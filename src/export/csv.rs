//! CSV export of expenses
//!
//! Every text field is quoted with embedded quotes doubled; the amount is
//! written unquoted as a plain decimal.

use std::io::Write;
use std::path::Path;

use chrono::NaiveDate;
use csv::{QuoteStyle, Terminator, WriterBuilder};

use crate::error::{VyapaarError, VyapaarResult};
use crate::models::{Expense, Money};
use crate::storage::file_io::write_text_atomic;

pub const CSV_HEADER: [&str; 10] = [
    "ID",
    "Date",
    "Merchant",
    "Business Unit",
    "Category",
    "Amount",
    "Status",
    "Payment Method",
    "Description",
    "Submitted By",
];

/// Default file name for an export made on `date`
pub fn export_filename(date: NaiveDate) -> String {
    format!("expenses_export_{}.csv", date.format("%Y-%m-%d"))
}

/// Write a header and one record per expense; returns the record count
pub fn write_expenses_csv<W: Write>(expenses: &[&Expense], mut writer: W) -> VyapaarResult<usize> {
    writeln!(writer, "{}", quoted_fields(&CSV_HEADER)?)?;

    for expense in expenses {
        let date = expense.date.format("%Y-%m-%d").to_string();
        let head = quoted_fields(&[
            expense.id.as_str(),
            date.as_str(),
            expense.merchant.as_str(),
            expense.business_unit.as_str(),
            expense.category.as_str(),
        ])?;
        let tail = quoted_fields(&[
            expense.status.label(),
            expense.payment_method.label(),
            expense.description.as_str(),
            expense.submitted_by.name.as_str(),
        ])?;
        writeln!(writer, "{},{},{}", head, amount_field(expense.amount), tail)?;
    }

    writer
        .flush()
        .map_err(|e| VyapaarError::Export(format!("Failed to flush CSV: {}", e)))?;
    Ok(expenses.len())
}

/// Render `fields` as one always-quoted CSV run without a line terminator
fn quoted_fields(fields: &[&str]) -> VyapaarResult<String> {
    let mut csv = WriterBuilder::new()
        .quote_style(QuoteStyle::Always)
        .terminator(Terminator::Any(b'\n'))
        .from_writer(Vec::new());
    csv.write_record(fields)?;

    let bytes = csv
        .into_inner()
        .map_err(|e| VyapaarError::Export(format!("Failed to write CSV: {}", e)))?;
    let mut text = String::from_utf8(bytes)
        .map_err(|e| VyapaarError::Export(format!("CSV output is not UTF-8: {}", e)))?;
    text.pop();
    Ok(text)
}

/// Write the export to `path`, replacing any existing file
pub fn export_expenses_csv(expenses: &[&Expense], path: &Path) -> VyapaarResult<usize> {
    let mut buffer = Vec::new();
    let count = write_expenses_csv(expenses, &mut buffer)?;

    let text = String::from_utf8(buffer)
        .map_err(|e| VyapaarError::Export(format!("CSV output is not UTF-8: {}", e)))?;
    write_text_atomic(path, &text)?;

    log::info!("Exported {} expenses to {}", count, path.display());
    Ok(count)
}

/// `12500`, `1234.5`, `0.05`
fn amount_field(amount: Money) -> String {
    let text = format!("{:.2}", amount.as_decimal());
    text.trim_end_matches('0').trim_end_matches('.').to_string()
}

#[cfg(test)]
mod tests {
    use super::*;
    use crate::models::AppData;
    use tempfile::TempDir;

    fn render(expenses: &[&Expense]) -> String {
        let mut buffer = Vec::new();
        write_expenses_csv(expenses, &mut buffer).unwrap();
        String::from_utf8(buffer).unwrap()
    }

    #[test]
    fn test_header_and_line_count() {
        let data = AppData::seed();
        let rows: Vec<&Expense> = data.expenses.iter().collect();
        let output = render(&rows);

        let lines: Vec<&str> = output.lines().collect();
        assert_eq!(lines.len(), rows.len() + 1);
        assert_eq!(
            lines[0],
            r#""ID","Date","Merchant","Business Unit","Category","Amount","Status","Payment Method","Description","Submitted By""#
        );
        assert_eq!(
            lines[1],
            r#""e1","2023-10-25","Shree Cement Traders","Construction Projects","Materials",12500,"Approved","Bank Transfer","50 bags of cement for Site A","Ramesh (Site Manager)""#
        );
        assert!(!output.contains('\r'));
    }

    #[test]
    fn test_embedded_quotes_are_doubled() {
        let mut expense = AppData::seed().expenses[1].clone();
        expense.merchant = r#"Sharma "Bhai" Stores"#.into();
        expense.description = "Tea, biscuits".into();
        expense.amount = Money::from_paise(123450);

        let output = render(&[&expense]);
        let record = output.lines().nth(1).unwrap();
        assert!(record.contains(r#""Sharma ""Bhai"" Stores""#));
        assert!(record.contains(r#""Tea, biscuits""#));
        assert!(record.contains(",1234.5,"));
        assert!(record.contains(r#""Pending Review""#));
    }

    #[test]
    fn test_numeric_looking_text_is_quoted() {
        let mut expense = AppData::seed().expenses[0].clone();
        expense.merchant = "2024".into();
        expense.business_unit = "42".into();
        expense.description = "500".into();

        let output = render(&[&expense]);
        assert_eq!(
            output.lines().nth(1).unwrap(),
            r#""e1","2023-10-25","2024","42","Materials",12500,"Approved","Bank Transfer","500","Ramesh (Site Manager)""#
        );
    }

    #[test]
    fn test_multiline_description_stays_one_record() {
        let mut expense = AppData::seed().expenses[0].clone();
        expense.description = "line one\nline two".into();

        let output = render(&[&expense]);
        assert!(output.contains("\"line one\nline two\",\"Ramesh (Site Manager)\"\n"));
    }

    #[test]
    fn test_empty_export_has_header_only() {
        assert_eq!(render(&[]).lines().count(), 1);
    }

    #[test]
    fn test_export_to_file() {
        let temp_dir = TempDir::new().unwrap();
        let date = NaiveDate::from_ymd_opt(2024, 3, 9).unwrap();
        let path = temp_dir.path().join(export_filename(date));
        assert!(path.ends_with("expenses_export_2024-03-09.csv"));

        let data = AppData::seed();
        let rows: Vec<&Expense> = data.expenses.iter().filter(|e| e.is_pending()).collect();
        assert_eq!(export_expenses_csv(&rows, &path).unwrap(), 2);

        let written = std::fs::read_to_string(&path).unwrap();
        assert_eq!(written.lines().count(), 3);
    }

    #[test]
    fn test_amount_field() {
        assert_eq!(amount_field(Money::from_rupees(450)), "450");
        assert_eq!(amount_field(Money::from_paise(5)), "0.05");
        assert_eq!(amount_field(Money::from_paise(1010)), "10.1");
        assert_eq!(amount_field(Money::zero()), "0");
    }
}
--------------------------------
> _YOUR GOAL_: The expected answer is a copy of each line above containing "Money".

> _RESULT_:
use crate::models::{Expense, Money};
fn amount_field(amount: Money) -> String {
        expense.amount = Money::from_paise(123450);
        assert_eq!(amount_field(Money::from_rupees(450)), "450");
        assert_eq!(amount_field(Money::from_paise(5)), "0.05");
        assert_eq!(amount_field(Money::from_paise(1010)), "10.1");
        assert_eq!(amount_field(Money::zero()), "0");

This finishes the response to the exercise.